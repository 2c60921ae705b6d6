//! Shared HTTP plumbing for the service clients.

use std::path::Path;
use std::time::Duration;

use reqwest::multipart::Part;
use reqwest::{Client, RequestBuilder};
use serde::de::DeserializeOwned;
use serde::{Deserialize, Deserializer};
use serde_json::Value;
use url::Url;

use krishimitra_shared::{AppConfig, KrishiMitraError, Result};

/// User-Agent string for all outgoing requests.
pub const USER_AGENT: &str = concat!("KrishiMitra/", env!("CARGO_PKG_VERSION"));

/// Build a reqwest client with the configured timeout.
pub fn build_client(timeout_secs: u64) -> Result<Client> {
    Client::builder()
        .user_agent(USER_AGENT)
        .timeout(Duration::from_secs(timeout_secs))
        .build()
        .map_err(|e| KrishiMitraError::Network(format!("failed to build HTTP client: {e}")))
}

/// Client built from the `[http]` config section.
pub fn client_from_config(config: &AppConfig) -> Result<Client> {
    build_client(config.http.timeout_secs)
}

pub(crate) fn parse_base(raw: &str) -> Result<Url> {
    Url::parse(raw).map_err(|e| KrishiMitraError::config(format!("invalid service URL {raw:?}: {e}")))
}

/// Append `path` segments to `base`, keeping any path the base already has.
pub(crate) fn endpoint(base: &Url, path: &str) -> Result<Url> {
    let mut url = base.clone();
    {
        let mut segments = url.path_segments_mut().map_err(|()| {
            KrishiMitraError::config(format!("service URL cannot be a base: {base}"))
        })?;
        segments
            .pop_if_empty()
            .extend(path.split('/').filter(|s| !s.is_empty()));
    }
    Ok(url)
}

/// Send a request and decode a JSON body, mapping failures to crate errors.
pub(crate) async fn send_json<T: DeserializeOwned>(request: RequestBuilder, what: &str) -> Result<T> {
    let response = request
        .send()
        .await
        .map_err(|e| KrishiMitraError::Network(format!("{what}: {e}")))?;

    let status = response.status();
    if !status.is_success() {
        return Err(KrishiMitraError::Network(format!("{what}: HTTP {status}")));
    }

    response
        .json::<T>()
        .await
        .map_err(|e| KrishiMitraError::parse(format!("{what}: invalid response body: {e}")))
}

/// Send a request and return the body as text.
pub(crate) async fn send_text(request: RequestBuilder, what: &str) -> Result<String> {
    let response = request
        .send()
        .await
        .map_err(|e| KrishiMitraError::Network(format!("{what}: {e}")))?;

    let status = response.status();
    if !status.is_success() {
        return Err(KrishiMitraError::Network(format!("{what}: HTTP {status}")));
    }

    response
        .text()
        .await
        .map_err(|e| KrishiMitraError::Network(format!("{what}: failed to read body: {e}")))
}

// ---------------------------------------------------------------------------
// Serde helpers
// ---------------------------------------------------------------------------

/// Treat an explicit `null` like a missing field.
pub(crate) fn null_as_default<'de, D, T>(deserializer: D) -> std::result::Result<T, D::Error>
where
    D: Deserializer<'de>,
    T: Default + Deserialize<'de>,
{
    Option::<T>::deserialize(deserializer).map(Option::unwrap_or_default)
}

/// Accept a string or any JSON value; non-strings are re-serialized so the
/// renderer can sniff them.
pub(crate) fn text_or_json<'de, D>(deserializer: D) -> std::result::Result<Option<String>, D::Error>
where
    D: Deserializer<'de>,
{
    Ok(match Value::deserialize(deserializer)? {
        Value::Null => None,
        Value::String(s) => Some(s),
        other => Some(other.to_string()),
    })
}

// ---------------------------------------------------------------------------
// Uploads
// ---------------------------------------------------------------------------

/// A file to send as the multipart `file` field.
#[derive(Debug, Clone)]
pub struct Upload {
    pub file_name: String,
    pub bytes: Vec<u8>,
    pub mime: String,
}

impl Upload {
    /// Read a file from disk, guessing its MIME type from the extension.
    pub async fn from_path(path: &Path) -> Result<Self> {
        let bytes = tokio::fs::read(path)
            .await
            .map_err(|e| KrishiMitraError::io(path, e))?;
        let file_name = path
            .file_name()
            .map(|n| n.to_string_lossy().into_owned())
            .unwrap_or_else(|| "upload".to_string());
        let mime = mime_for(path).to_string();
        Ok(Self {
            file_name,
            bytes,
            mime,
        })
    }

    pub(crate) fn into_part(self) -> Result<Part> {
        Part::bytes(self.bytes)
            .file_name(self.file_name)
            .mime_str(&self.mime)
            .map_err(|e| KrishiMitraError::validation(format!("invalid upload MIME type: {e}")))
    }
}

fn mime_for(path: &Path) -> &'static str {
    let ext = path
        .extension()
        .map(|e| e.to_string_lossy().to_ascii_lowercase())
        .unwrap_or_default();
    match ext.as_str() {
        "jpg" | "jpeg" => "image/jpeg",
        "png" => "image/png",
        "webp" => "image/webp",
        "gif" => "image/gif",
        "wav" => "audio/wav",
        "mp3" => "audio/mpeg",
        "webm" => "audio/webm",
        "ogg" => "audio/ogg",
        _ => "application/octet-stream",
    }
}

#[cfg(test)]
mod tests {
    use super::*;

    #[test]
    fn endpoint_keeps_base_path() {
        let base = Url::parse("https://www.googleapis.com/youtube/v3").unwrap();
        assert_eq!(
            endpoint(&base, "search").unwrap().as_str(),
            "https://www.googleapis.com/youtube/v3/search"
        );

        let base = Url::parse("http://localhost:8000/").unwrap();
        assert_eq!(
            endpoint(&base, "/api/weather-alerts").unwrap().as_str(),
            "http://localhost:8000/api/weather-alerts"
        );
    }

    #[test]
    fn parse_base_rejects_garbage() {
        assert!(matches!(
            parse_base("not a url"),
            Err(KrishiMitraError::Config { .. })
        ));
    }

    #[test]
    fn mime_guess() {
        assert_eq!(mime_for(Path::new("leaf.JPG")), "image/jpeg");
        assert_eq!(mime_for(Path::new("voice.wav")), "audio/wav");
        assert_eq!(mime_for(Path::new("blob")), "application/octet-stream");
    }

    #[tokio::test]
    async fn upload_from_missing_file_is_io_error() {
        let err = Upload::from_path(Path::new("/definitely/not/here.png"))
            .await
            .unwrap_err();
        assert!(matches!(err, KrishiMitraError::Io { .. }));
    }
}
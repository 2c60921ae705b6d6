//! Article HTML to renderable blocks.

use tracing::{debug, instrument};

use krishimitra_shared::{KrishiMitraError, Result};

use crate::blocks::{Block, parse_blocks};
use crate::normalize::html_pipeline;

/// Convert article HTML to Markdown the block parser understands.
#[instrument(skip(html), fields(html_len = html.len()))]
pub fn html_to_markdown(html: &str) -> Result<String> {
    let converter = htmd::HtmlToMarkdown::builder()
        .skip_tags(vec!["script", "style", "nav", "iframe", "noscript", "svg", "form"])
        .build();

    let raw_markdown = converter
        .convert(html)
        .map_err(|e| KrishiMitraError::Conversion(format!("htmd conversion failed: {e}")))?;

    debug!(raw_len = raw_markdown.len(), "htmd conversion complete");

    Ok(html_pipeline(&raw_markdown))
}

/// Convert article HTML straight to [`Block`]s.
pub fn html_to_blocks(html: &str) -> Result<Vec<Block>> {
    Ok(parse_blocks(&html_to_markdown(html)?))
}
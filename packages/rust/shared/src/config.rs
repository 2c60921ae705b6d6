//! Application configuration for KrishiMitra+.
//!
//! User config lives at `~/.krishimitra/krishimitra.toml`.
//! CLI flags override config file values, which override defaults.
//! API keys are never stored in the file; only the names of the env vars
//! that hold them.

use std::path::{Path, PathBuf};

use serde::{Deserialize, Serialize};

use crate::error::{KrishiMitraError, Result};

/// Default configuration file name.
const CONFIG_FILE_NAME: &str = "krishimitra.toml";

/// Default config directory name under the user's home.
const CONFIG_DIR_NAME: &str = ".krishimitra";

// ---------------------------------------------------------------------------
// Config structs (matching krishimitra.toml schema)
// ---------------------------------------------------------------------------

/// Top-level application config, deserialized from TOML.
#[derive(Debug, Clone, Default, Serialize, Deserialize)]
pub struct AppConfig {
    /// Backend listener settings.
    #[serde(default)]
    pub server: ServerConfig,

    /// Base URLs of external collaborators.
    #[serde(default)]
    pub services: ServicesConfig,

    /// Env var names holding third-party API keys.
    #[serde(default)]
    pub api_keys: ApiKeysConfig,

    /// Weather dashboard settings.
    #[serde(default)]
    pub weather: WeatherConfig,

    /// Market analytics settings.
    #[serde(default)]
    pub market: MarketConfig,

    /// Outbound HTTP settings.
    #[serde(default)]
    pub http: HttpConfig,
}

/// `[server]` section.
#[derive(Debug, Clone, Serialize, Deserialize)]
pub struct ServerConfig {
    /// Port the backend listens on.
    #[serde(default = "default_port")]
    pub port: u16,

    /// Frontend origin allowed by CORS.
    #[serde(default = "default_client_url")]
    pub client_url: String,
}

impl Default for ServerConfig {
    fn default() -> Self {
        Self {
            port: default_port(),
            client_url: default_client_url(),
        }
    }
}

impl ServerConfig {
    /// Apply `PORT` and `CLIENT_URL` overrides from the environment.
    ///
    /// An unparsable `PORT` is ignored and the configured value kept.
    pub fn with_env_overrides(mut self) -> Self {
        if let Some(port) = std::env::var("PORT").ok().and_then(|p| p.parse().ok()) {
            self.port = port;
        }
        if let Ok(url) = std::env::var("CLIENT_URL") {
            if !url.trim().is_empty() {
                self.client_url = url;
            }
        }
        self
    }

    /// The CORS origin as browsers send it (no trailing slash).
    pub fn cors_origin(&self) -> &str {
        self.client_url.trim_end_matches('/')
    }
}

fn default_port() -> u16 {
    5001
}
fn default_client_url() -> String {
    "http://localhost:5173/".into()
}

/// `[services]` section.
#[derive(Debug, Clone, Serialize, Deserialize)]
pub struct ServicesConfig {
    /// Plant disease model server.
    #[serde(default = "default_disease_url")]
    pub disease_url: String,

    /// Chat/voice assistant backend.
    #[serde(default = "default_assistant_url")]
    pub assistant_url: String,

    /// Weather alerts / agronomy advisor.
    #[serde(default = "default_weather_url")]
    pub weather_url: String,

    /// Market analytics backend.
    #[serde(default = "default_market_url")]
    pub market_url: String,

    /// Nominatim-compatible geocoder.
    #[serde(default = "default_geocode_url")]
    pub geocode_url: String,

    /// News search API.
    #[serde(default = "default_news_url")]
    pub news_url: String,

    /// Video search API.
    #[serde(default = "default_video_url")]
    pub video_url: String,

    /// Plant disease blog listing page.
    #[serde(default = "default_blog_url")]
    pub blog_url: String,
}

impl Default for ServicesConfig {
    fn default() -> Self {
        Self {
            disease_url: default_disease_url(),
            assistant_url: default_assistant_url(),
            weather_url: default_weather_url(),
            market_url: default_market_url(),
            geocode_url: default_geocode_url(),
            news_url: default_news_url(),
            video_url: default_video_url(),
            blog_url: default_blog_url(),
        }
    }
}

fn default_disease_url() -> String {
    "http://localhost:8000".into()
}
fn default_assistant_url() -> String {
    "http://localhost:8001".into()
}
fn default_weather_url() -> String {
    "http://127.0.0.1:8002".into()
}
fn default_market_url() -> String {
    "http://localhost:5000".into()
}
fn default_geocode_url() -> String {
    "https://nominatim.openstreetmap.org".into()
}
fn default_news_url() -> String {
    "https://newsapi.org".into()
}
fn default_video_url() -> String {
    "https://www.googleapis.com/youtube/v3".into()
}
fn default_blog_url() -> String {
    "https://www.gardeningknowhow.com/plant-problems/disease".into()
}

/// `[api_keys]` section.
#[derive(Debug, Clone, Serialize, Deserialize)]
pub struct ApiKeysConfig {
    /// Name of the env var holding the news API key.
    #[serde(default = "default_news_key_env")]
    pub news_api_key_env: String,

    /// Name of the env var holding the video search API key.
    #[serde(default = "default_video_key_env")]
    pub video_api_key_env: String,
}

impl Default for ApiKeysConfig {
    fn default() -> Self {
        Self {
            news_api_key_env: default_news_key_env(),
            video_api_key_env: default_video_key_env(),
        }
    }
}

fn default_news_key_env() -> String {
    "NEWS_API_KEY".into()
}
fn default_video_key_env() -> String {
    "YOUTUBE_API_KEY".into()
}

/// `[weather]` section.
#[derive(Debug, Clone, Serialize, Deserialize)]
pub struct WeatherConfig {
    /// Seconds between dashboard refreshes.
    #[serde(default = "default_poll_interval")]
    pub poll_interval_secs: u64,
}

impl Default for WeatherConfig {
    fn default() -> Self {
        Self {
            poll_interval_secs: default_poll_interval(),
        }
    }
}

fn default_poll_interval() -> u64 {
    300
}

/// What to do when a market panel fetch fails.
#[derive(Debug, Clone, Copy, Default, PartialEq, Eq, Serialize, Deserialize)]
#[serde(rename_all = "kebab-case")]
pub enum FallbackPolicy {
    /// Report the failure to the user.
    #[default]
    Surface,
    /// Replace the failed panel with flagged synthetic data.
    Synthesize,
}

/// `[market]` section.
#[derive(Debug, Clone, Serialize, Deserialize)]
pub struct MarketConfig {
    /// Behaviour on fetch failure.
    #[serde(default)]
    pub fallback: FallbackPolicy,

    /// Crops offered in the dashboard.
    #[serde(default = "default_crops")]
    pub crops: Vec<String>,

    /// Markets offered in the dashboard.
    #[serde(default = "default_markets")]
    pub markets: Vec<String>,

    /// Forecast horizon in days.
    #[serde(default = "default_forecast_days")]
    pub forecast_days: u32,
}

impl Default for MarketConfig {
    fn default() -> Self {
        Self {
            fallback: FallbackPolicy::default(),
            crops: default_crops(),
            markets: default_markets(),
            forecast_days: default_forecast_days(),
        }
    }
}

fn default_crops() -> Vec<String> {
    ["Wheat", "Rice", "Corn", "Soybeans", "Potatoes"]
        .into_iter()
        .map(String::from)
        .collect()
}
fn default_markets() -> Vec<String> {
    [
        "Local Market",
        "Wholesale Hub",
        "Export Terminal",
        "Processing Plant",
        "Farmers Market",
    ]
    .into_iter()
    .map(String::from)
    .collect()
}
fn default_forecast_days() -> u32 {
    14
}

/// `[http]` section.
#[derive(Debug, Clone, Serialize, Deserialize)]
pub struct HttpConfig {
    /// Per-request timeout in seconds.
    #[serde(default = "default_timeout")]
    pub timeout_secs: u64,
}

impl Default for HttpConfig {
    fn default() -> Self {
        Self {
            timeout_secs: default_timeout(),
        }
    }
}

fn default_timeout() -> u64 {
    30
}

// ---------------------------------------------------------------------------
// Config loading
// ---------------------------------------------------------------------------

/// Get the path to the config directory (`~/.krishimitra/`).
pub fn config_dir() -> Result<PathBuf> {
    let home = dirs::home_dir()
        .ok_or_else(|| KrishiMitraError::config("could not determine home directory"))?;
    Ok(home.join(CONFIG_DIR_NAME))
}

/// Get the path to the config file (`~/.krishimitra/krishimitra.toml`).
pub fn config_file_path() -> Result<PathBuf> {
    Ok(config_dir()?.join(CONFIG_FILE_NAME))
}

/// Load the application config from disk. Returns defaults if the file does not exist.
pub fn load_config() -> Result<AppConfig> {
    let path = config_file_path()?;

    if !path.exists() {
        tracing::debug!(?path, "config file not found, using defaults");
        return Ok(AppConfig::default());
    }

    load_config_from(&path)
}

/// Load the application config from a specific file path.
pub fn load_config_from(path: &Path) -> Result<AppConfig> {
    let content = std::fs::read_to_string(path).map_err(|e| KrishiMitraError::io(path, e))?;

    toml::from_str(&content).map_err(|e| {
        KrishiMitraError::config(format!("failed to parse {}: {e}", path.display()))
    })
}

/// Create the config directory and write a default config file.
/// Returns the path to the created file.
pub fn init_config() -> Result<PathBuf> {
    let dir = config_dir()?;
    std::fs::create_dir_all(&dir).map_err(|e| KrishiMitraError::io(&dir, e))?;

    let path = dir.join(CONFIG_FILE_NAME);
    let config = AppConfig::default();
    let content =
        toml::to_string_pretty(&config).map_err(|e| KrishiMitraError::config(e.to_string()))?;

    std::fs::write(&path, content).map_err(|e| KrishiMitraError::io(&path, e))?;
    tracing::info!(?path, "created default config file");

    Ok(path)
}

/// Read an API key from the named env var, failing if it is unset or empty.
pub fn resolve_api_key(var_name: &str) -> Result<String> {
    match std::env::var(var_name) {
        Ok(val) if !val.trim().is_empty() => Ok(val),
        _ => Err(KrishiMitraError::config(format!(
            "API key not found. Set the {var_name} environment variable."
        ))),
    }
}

________

Task goal:
Among the lines above, find those carrying the word "jpeg" and copy them out.

Response:
        "jpg" | "jpeg" => "image/jpeg",
        assert_eq!(mime_for(Path::new("leaf.JPG")), "image/jpeg");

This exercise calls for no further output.